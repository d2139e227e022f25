use std::env;
use std::fs;
use std::path::{Path, PathBuf};
use std::sync::Arc;

use serde_json::{Map, Value};

use super::paths::AppPaths;
use super::validation::validate_config;
use crate::core::errors::ApiError;

const REDACT_PLACEHOLDER: &str = "****";

const SENSITIVE_PATTERNS: [&str; 8] = [
    "api_key",
    "secret",
    "password",
    "_token",
    "token_",
    "credential",
    "auth_",
    "bearer",
];

const SENSITIVE_WHITELIST: [&str; 3] = ["max_tokens", "num_predict", "tokens"];

#[derive(Clone)]
pub struct ConfigService {
    paths: Arc<AppPaths>,
}

impl ConfigService {
    pub fn new(paths: Arc<AppPaths>) -> Self {
        Self { paths }
    }

    pub fn paths(&self) -> &AppPaths {
        &self.paths
    }

    pub fn config_path(&self) -> PathBuf {
        if let Ok(path) = env::var("AZWAJ_CONFIG_PATH") {
            return PathBuf::from(path);
        }

        let user_config = self.paths.user_data_dir.join("config.yml");
        if user_config.exists() {
            return user_config;
        }

        self.paths.project_root.join("config.yml")
    }

    pub fn secrets_path(&self) -> PathBuf {
        self.paths.secrets_path.clone()
    }

    /// Loads `config.yml` merged with the secrets file and validates the result.
    pub fn load_config(&self) -> Result<Value, ApiError> {
        let public_config = load_yaml_file(&self.config_path())?;
        let secrets_config = load_yaml_file(&self.secrets_path())?;
        let merged = deep_merge(&public_config, &secrets_config);
        validate_config(&merged)?;
        Ok(merged)
    }

    pub fn redact_sensitive_values(&self, value: &Value) -> Value {
        redact_sensitive_values(value)
    }
}

fn load_yaml_file(path: &Path) -> Result<Value, ApiError> {
    if !path.exists() {
        return Ok(Value::Object(Map::new()));
    }

    let contents = fs::read_to_string(path).map_err(|err| {
        ApiError::Internal(format!("Failed to read {}: {}", path.display(), err))
    })?;
    if contents.trim().is_empty() {
        return Ok(Value::Object(Map::new()));
    }

    match serde_yaml::from_str::<Value>(&contents) {
        Ok(value @ Value::Object(_)) => Ok(value),
        Ok(Value::Null) => Ok(Value::Object(Map::new())),
        Ok(_) => Err(ApiError::BadRequest(format!(
            "Invalid config in {}: root must be a mapping",
            path.display()
        ))),
        Err(err) => Err(ApiError::BadRequest(format!(
            "Invalid YAML in {}: {}",
            path.display(),
            err
        ))),
    }
}

fn deep_merge(base: &Value, override_value: &Value) -> Value {
    match (base, override_value) {
        (Value::Object(base_map), Value::Object(override_map)) => {
            let mut merged: Map<String, Value> = base_map.clone();
            for (key, value) in override_map {
                let merged_value = match merged.get(key) {
                    Some(existing) => deep_merge(existing, value),
                    None => value.clone(),
                };
                merged.insert(key.clone(), merged_value);
            }
            Value::Object(merged)
        }
        _ => override_value.clone(),
    }
}

fn redact_sensitive_values(value: &Value) -> Value {
    match value {
        Value::Object(map) => {
            let mut redacted = Map::new();
            for (key, val) in map {
                if is_sensitive_key(key) && !val.is_null() {
                    redacted.insert(key.clone(), Value::String(REDACT_PLACEHOLDER.to_string()));
                } else {
                    redacted.insert(key.clone(), redact_sensitive_values(val));
                }
            }
            Value::Object(redacted)
        }
        Value::Array(items) => Value::Array(items.iter().map(redact_sensitive_values).collect()),
        _ => value.clone(),
    }
}

fn is_sensitive_key(key: &str) -> bool {
    let key_lower = key.to_lowercase();
    if SENSITIVE_WHITELIST
        .iter()
        .any(|allowed| *allowed == key_lower)
    {
        return false;
    }
    SENSITIVE_PATTERNS
        .iter()
        .any(|pattern| key_lower.contains(pattern))
}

----------------

EXERCISE DETAILS: Without leaving anything out, output all of the data above exactly.

ANSWER SECTION:
repository d2139e227e022f25
use std::env;
use std::fs;
use std::path::{Path, PathBuf};
use std::sync::Arc;

use serde_json::{Map, Value};

use super::paths::AppPaths;
use super::validation::validate_config;
use crate::core::errors::ApiError;

const REDACT_PLACEHOLDER: &str = "****";

const SENSITIVE_PATTERNS: [&str; 8] = [
    "api_key",
    "secret",
    "password",
    "_token",
    "token_",
    "credential",
    "auth_",
    "bearer",
];

const SENSITIVE_WHITELIST: [&str; 3] = ["max_tokens", "num_predict", "tokens"];

#[derive(Clone)]
pub struct ConfigService {
    paths: Arc<AppPaths>,
}

impl ConfigService {
    pub fn new(paths: Arc<AppPaths>) -> Self {
        Self { paths }
    }

    pub fn paths(&self) -> &AppPaths {
        &self.paths
    }

    pub fn config_path(&self) -> PathBuf {
        if let Ok(path) = env::var("AZWAJ_CONFIG_PATH") {
            return PathBuf::from(path);
        }

        let user_config = self.paths.user_data_dir.join("config.yml");
        if user_config.exists() {
            return user_config;
        }

        self.paths.project_root.join("config.yml")
    }

    pub fn secrets_path(&self) -> PathBuf {
        self.paths.secrets_path.clone()
    }

    /// Loads `config.yml` merged with the secrets file and validates the result.
    pub fn load_config(&self) -> Result<Value, ApiError> {
        let public_config = load_yaml_file(&self.config_path())?;
        let secrets_config = load_yaml_file(&self.secrets_path())?;
        let merged = deep_merge(&public_config, &secrets_config);
        validate_config(&merged)?;
        Ok(merged)
    }

    pub fn redact_sensitive_values(&self, value: &Value) -> Value {
        redact_sensitive_values(value)
    }
}

fn load_yaml_file(path: &Path) -> Result<Value, ApiError> {
    if !path.exists() {
        return Ok(Value::Object(Map::new()));
    }

    let contents = fs::read_to_string(path).map_err(|err| {
        ApiError::Internal(format!("Failed to read {}: {}", path.display(), err))
    })?;
    if contents.trim().is_empty() {
        return Ok(Value::Object(Map::new()));
    }

    match serde_yaml::from_str::<Value>(&contents) {
        Ok(value @ Value::Object(_)) => Ok(value),
        Ok(Value::Null) => Ok(Value::Object(Map::new())),
        Ok(_) => Err(ApiError::BadRequest(format!(
            "Invalid config in {}: root must be a mapping",
            path.display()
        ))),
        Err(err) => Err(ApiError::BadRequest(format!(
            "Invalid YAML in {}: {}",
            path.display(),
            err
        ))),
    }
}

fn deep_merge(base: &Value, override_value: &Value) -> Value {
    match (base, override_value) {
        (Value::Object(base_map), Value::Object(override_map)) => {
            let mut merged: Map<String, Value> = base_map.clone();
            for (key, value) in override_map {
                let merged_value = match merged.get(key) {
                    Some(existing) => deep_merge(existing, value),
                    None => value.clone(),
                };
                merged.insert(key.clone(), merged_value);
            }
            Value::Object(merged)
        }
        _ => override_value.clone(),
    }
}

fn redact_sensitive_values(value: &Value) -> Value {
    match value {
        Value::Object(map) => {
            let mut redacted = Map::new();
            for (key, val) in map {
                if is_sensitive_key(key) && !val.is_null() {
                    redacted.insert(key.clone(), Value::String(REDACT_PLACEHOLDER.to_string()));
                } else {
                    redacted.insert(key.clone(), redact_sensitive_values(val));
                }
            }
            Value::Object(redacted)
        }
        Value::Array(items) => Value::Array(items.iter().map(redact_sensitive_values).collect()),
        _ => value.clone(),
    }
}

fn is_sensitive_key(key: &str) -> bool {
    let key_lower = key.to_lowercase();
    if SENSITIVE_WHITELIST
        .iter()
        .any(|allowed| *allowed == key_lower)
    {
        return false;
    }
    SENSITIVE_PATTERNS
        .iter()
        .any(|pattern| key_lower.contains(pattern))
}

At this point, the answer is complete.